E-mail: rohit.sinha@duke-nus.edu.sg

Macroautophagy (hereafter auto-phagy) is a cellular quality control mechanism that evolved to recycle cellular waste and maintain energy homeostasis under starvation. However, its implications in regulating metabolism has only recently begun to be uncovered. Recent studies have revealed new functions of autophagy such as sensing damaged tissue mitochondria and preventing cellular injury by removing redundant protein aggregates. Moreover, the observation that autophagy regulates lipid metabolism has widened our understanding of the delicate and indispensible role autophagy plays in cellular metabolism and holds promise of a relatively new and exciting strategy for treating metabolic disorders.

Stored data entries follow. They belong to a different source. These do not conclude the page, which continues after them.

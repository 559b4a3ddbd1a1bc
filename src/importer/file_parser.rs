// ==========================================
// 到货核对系统 - 单据抽取器实现
// ==========================================
// 职责: 把外部文件转为原始行（不解析业务含义）
// 支持: Excel (.xlsx/.xls) / CSV (.csv)
// - Excel: 第 1 张表 = 表头区，第 2 张表 = 明细区；只有一张表时两区共用
// - CSV: 全部行同时作为表头区与明细区（表头按标记行定位，明细按编码格式过滤）
// ==========================================

use crate::importer::document::{OrderDocument, RawRow};
use crate::importer::error::{ImportError, ImportResult};
use calamine::{open_workbook_auto, Reader, Sheets};
use csv::ReaderBuilder;
use std::fs::File;
use std::io::BufReader;
use std::path::Path;

// ==========================================
// DocumentExtractor Trait
// ==========================================
/// 单据抽取器: 给定文件，返回表头区与明细区的原始行
pub trait DocumentExtractor {
    fn extract(&self, path: &Path) -> ImportResult<OrderDocument>;
}

fn ensure_exists(path: &Path) -> ImportResult<()> {
    if !path.exists() {
        return Err(ImportError::FileNotFound(path.display().to_string()));
    }
    Ok(())
}

fn extension_of(path: &Path) -> String {
    path.extension()
        .and_then(|e| e.to_str())
        .unwrap_or("")
        .to_lowercase()
}

/// 读取无表头 CSV 的全部行（跳过完全空白的行）
pub fn read_csv_rows(path: &Path) -> ImportResult<Vec<RawRow>> {
    ensure_exists(path)?;

    let file = File::open(path)?;
    let mut reader = ReaderBuilder::new()
        .has_headers(false)
        .flexible(true) // 允许行长度不一致
        .from_reader(file);

    let mut rows = Vec::new();
    for result in reader.records() {
        let record = result?;
        let row: RawRow = record.iter().map(|v| v.trim().to_string()).collect();

        if row.iter().all(|v| v.is_empty()) {
            continue;
        }
        rows.push(row);
    }

    Ok(rows)
}

// ==========================================
// CSV 抽取器
// ==========================================
pub struct CsvDocumentExtractor;

impl DocumentExtractor for CsvDocumentExtractor {
    fn extract(&self, path: &Path) -> ImportResult<OrderDocument> {
        ensure_exists(path)?;

        let ext = extension_of(path);
        if ext != "csv" {
            return Err(ImportError::UnsupportedFormat(ext));
        }

        let rows = read_csv_rows(path)?;
        Ok(OrderDocument {
            header_rows: rows.clone(),
            line_rows: rows,
        })
    }
}

// ==========================================
// Excel 抽取器
// ==========================================
pub struct ExcelDocumentExtractor;

impl ExcelDocumentExtractor {
    fn sheet_rows(
        workbook: &mut Sheets<BufReader<File>>,
        sheet_name: &str,
    ) -> ImportResult<Vec<RawRow>> {
        let range = workbook.worksheet_range(sheet_name)?;

        let rows = range
            .rows()
            .map(|cells| {
                cells
                    .iter()
                    .map(|cell| cell.to_string().trim().to_string())
                    .collect::<RawRow>()
            })
            .filter(|row| !row.iter().all(|v| v.is_empty()))
            .collect();
        Ok(rows)
    }
}

impl DocumentExtractor for ExcelDocumentExtractor {
    fn extract(&self, path: &Path) -> ImportResult<OrderDocument> {
        ensure_exists(path)?;

        let ext = extension_of(path);
        if ext != "xlsx" && ext != "xls" {
            return Err(ImportError::UnsupportedFormat(ext));
        }

        let mut workbook = open_workbook_auto(path)?;
        let sheet_names = workbook.sheet_names();
        let Some(header_sheet) = sheet_names.first() else {
            return Err(ImportError::ExcelParseError("Excel 文件无工作表".to_string()));
        };

        let header_rows = Self::sheet_rows(&mut workbook, header_sheet)?;
        let line_rows = match sheet_names.get(1) {
            Some(line_sheet) => Self::sheet_rows(&mut workbook, line_sheet)?,
            None => header_rows.clone(),
        };

        Ok(OrderDocument {
            header_rows,
            line_rows,
        })
    }
}

// ==========================================
// 通用抽取器（根据扩展名自动选择）
// ==========================================
pub struct UniversalDocumentExtractor;

impl DocumentExtractor for UniversalDocumentExtractor {
    fn extract(&self, path: &Path) -> ImportResult<OrderDocument> {
        // 先判断文件存在，保证“文件缺失”与“格式不支持”可区分
        ensure_exists(path)?;

        match extension_of(path).as_str() {
            "csv" => CsvDocumentExtractor.extract(path),
            "xlsx" | "xls" => ExcelDocumentExtractor.extract(path),
            other => Err(ImportError::UnsupportedFormat(other.to_string())),
        }
    }
}

#[cfg(test)]
mod tests {
    use super::*;
    use std::io::Write;
    use tempfile::Builder;

    #[test]
    fn test_csv_extractor() {
        let mut temp_file = Builder::new().suffix(".csv").tempfile().unwrap();
        writeln!(temp_file, "Customer Ord,40408133,,SJ532017").unwrap();
        writeln!(temp_file, ",,,").unwrap();
        writeln!(temp_file, "1,AB1234,Widget,ea,12").unwrap();
        temp_file.flush().unwrap();

        let doc = CsvDocumentExtractor.extract(temp_file.path()).unwrap();
        assert_eq!(doc.header_rows.len(), 2);
        assert_eq!(doc.line_rows, doc.header_rows);
        assert_eq!(doc.line_rows[1][1], "AB1234");
    }

    #[test]
    fn test_missing_file_reported_distinctly() {
        let err = UniversalDocumentExtractor
            .extract(Path::new("/nonexistent/order.csv"))
            .unwrap_err();
        assert!(matches!(err, ImportError::FileNotFound(_)));
    }

    #[test]
    fn test_unsupported_format() {
        let temp_file = Builder::new().suffix(".pdf").tempfile().unwrap();
        let err = UniversalDocumentExtractor.extract(temp_file.path()).unwrap_err();
        assert!(matches!(err, ImportError::UnsupportedFormat(ext) if ext == "pdf"));
    }
}
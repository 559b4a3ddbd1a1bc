// ==========================================
// 到货核对系统 - 核对引擎
// ==========================================
// 职责: 处理单次扫码/手工录入事件
//   解析输入 → 定位/创建订单行 → 应用数量规则 → 返回更新后的状态
// 红线:
// - 引擎不做 I/O；需要人工决策时返回 QuantityRequired / ConfirmationRequired，
//   由前端询问后带着决策重新调用
// - 每次调用的读写在同一事务内完成，提交后才返回
// ==========================================

use crate::domain::order::OrderLine;
use crate::domain::types::ProductCode;
use crate::engine::error::{EngineError, EngineResult, Entity};
use crate::repository::{
    with_transaction, OrderLineRepository, OrderRepository, ProductRepository, SharedConnection,
};
use rusqlite::Connection;
use serde::Serialize;
use tracing::{debug, info, warn};

/// 条码扫描的默认增量
pub const BARCODE_SCAN_DELTA: i64 = 1;

/// 强制追加决策
#[derive(Debug, Clone, Copy, PartialEq, Eq, Default)]
pub enum ForceAddDecision {
    /// 尚未询问；订单行不存在时返回 ConfirmationRequired
    #[default]
    Ask,
    Confirm,
    Decline,
}

/// 输入来源
#[derive(Debug, Clone, PartialEq, Eq, Serialize)]
#[serde(tag = "kind", rename_all = "SCREAMING_SNAKE_CASE")]
pub enum InputSource {
    Barcode { barcode: String },
    ManualCode,
}

/// 拒绝原因
#[derive(Debug, Clone, Copy, PartialEq, Eq, Serialize)]
#[serde(rename_all = "SCREAMING_SNAKE_CASE")]
pub enum RejectReason {
    /// 既不是已登记条码，也不是合法产品编码
    InvalidInput,
    /// 人工拒绝强制追加
    Declined,
    /// 累加后超出数量范围
    QuantityOutOfRange,
}

/// 扫码请求
#[derive(Debug, Clone)]
pub struct ScanRequest {
    pub order_number: i64,
    pub raw_input: String,
    /// 条码扫描缺省为 1；手工编码必须提供
    pub explicit_quantity: Option<i64>,
    pub force_add: ForceAddDecision,
}

impl ScanRequest {
    pub fn new(order_number: i64, raw_input: impl Into<String>) -> Self {
        Self {
            order_number,
            raw_input: raw_input.into(),
            explicit_quantity: None,
            force_add: ForceAddDecision::Ask,
        }
    }

    pub fn with_quantity(mut self, quantity: i64) -> Self {
        self.explicit_quantity = Some(quantity);
        self
    }

    pub fn with_force_add(mut self, decision: ForceAddDecision) -> Self {
        self.force_add = decision;
        self
    }
}

/// 扫码结果
#[derive(Debug, Clone, PartialEq, Eq, Serialize)]
#[serde(tag = "outcome", rename_all = "SCREAMING_SNAKE_CASE")]
pub enum ScanOutcome {
    /// 已有订单行，实扫数量已累加
    LineUpdated {
        line: OrderLine,
        delta: i64,
        source: InputSource,
    },
    /// 订单外产品，已强制追加（应到 = 0）
    LineCreated { line: OrderLine, source: InputSource },
    /// 手工编码缺少数量；未做任何修改
    QuantityRequired {
        product_code: ProductCode,
        on_order: bool,
    },
    /// 订单外产品需确认是否强制追加；未做任何修改
    ConfirmationRequired {
        product_code: ProductCode,
        source: InputSource,
    },
    Rejected { reason: RejectReason },
}

/// 应到数量调整结果
#[derive(Debug, Clone, PartialEq, Eq, Serialize)]
#[serde(tag = "outcome", rename_all = "SCREAMING_SNAKE_CASE")]
pub enum AdjustOutcome {
    Updated { line: OrderLine, previous_expected: i64 },
    Created { line: OrderLine },
    ConfirmationRequired { product_code: ProductCode },
    Rejected { reason: RejectReason },
}

// ==========================================
// ReconciliationEngine - 核对引擎
// ==========================================
pub struct ReconciliationEngine {
    conn: SharedConnection,
}

impl ReconciliationEngine {
    pub fn new(conn: SharedConnection) -> Self {
        Self { conn }
    }

    /// 处理一次扫码/手工录入
    ///
    /// # 流程
    /// 1. 输入先按条码精确查找；命中则缺省增量为 1
    /// 2. 未命中则转大写按产品编码校验；不合法 → Rejected(InvalidInput)
    /// 3. 订单行存在 → 实扫 += 增量
    /// 4. 订单行不存在 → 按强制追加决策: Ask → ConfirmationRequired，
    ///    Decline → Rejected(Declined)，Confirm → 新建 (应到 0, 实扫 = 增量)
    ///
    /// # 错误
    /// - NotFound(Order): 订单不存在
    pub fn apply_scan_event(&self, request: &ScanRequest) -> EngineResult<ScanOutcome> {
        let outcome = with_transaction(&self.conn, |tx| Self::apply_scan_event_tx(tx, request))?;

        match &outcome {
            ScanOutcome::LineUpdated { line, delta, .. } => info!(
                order_number = line.order_number,
                product_code = %line.product_code,
                delta,
                scanned_quantity = line.scanned_quantity,
                expected_quantity = line.expected_quantity,
                "实扫数量已更新"
            ),
            ScanOutcome::LineCreated { line, .. } => info!(
                order_number = line.order_number,
                product_code = %line.product_code,
                scanned_quantity = line.scanned_quantity,
                "订单外产品已强制追加"
            ),
            other => debug!(order_number = request.order_number, outcome = ?other, "扫码未修改数据"),
        }
        Ok(outcome)
    }

    fn apply_scan_event_tx(conn: &Connection, request: &ScanRequest) -> EngineResult<ScanOutcome> {
        let order_number = request.order_number;
        if !OrderRepository::exists_tx(conn, order_number)? {
            return Err(EngineError::not_found(Entity::Order, order_number));
        }

        let raw = request.raw_input.trim();
        if raw.is_empty() {
            return Ok(ScanOutcome::Rejected {
                reason: RejectReason::InvalidInput,
            });
        }

        // 1) 条码优先
        let (product_code, source) = match ProductRepository::find_by_barcode_tx(conn, raw)? {
            Some(product) => (
                product.product_code,
                InputSource::Barcode {
                    barcode: raw.to_string(),
                },
            ),
            // 2) 手工产品编码
            None => match ProductCode::parse(raw) {
                Ok(code) => (code, InputSource::ManualCode),
                Err(_) => {
                    return Ok(ScanOutcome::Rejected {
                        reason: RejectReason::InvalidInput,
                    })
                }
            },
        };

        let delta = match (&source, request.explicit_quantity) {
            (_, Some(quantity)) => Some(quantity),
            (InputSource::Barcode { .. }, None) => Some(BARCODE_SCAN_DELTA),
            (InputSource::ManualCode, None) => None,
        };

        // 3) 已有订单行
        if let Some(existing) = OrderLineRepository::find_tx(conn, order_number, &product_code)? {
            let Some(delta) = delta else {
                return Ok(ScanOutcome::QuantityRequired {
                    product_code,
                    on_order: true,
                });
            };

            let Some(scanned_quantity) = existing.scanned_quantity.checked_add(delta) else {
                warn!(
                    order_number,
                    product_code = %product_code,
                    scanned_quantity = existing.scanned_quantity,
                    delta,
                    "实扫数量超出范围，未修改"
                );
                return Ok(ScanOutcome::Rejected {
                    reason: RejectReason::QuantityOutOfRange,
                });
            };

            OrderLineRepository::add_scanned_tx(conn, order_number, &product_code, delta)?;
            let line = OrderLine {
                scanned_quantity,
                ..existing
            };
            return Ok(ScanOutcome::LineUpdated {
                line,
                delta,
                source,
            });
        }

        // 4) 订单外产品
        match request.force_add {
            ForceAddDecision::Ask => Ok(ScanOutcome::ConfirmationRequired {
                product_code,
                source,
            }),
            ForceAddDecision::Decline => Ok(ScanOutcome::Rejected {
                reason: RejectReason::Declined,
            }),
            ForceAddDecision::Confirm => {
                let Some(quantity) = delta else {
                    return Ok(ScanOutcome::QuantityRequired {
                        product_code,
                        on_order: false,
                    });
                };

                let line = OrderLine::forced(order_number, product_code, quantity);
                OrderLineRepository::insert_tx(conn, &line)?;
                Ok(ScanOutcome::LineCreated { line, source })
            }
        }
    }

    /// 人工调整应到数量（改为指定值，不是累加）
    ///
    /// 订单行不存在时按决策新建（实扫 = 0）
    ///
    /// # 错误
    /// - NotFound(Order): 订单不存在
    /// - InvalidFormat: 产品编码格式错误
    pub fn adjust_expected_quantity(
        &self,
        order_number: i64,
        product_code: &str,
        new_expected: i64,
        decision: ForceAddDecision,
    ) -> EngineResult<AdjustOutcome> {
        let code = ProductCode::parse(product_code.trim())?;

        let outcome = with_transaction(&self.conn, |tx| -> EngineResult<AdjustOutcome> {
            if !OrderRepository::exists_tx(tx, order_number)? {
                return Err(EngineError::not_found(Entity::Order, order_number));
            }

            if let Some(existing) = OrderLineRepository::find_tx(tx, order_number, &code)? {
                OrderLineRepository::set_expected_tx(tx, order_number, &code, new_expected)?;
                let line = OrderLine {
                    expected_quantity: new_expected,
                    ..existing.clone()
                };
                return Ok(AdjustOutcome::Updated {
                    line,
                    previous_expected: existing.expected_quantity,
                });
            }

            match decision {
                ForceAddDecision::Ask => Ok(AdjustOutcome::ConfirmationRequired {
                    product_code: code.clone(),
                }),
                ForceAddDecision::Decline => Ok(AdjustOutcome::Rejected {
                    reason: RejectReason::Declined,
                }),
                ForceAddDecision::Confirm => {
                    let line = OrderLine::expected(order_number, code.clone(), new_expected);
                    OrderLineRepository::insert_tx(tx, &line)?;
                    Ok(AdjustOutcome::Created { line })
                }
            }
        })?;

        match &outcome {
            AdjustOutcome::Updated {
                line,
                previous_expected,
            } => info!(
                order_number = line.order_number,
                product_code = %line.product_code,
                previous_expected,
                expected_quantity = line.expected_quantity,
                "应到数量已调整"
            ),
            AdjustOutcome::Created { line } => info!(
                order_number = line.order_number,
                product_code = %line.product_code,
                expected_quantity = line.expected_quantity,
                "应到数量调整: 新增订单行"
            ),
            _ => {}
        }
        Ok(outcome)
    }
}
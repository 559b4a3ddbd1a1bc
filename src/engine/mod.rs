// ==========================================
// 到货核对系统 - 引擎层
// ==========================================
// 职责: 实现业务规则（身份解析、订单解析、数量规则、差异报表）
// 红线: Engine 不拼业务外 SQL、不做交互 I/O；需要人工决策时返回待决结果
// ==========================================

pub mod catalog;
pub mod error;
pub mod input;
pub mod order_resolver;
pub mod order_store;
pub mod reconciliation;
pub mod report;

// 重导出核心引擎
pub use catalog::ProductCatalog;
pub use error::{EngineError, EngineResult, Entity};
pub use input::{is_scan_finish, parse_confirmation, parse_quantity, QuantityEntry};
pub use order_resolver::{MatchedBy, OrderResolution, OrderResolver};
pub use order_store::OrderStore;
pub use reconciliation::{
    AdjustOutcome, ForceAddDecision, InputSource, ReconciliationEngine, RejectReason,
    ScanOutcome, ScanRequest,
};
pub use report::{OrderReport, OrderReportRow, ReportGenerator, ReportSummary};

Cellular Mechanics of Macroautophagy

The molecular mechanism for autophagy has been mainly uncovered by studies in yeast S. cerevisiae. To date, genetic studies of S.cerevisiae have revealed over 30 genes involved in autophagy (ATG; Autophagy-related gene), with 18 genes that are essential for autophagosome formation. Importantly, most ATG genes are well conserved in mammals, and have similar functions as their corresponding proteins in yeast. During macroautophagy, intact organelles (such as mitochondria) and portions of the cytosol are sequestered into a double-membrane vesicle, termed an autophagosome, which subsequently fuses with an endosome and/or lysosome, to form an autolysosome. This latter step exposes the cargo to lysosomal hydrolases to allow its breakdown, and the resulting macromolecules are transported back into the cytosol through membrane permeases for reuse (Figure. 1). Among these Atg proteins, one subset is essential for autophagosome formation, and is referred to as the “core” molecular machinery for autophagy. These core Atg proteins are composed of four subgroups: (a) The Atg1/unc-51-like kinase (ULK) complex; (b) two ubiquitin-like protein (Atg12 and Atg8/LC3) conjugation systems which involve conjugating proteins like Atg7 and Atg10; (c) the class III phosphatidylinositol 3-kinase (PtdIns3K)/Vps34 complex I; and (d) two transmembrane proteins, Atg9/mAtg9 (and associated proteins involved in its movement such as Atg18/WIPI-1) and VMP1. The proposed site for autophagosome formation, where most of the core Atg proteins are recruited, is termed the phagophore assembly site (PAS).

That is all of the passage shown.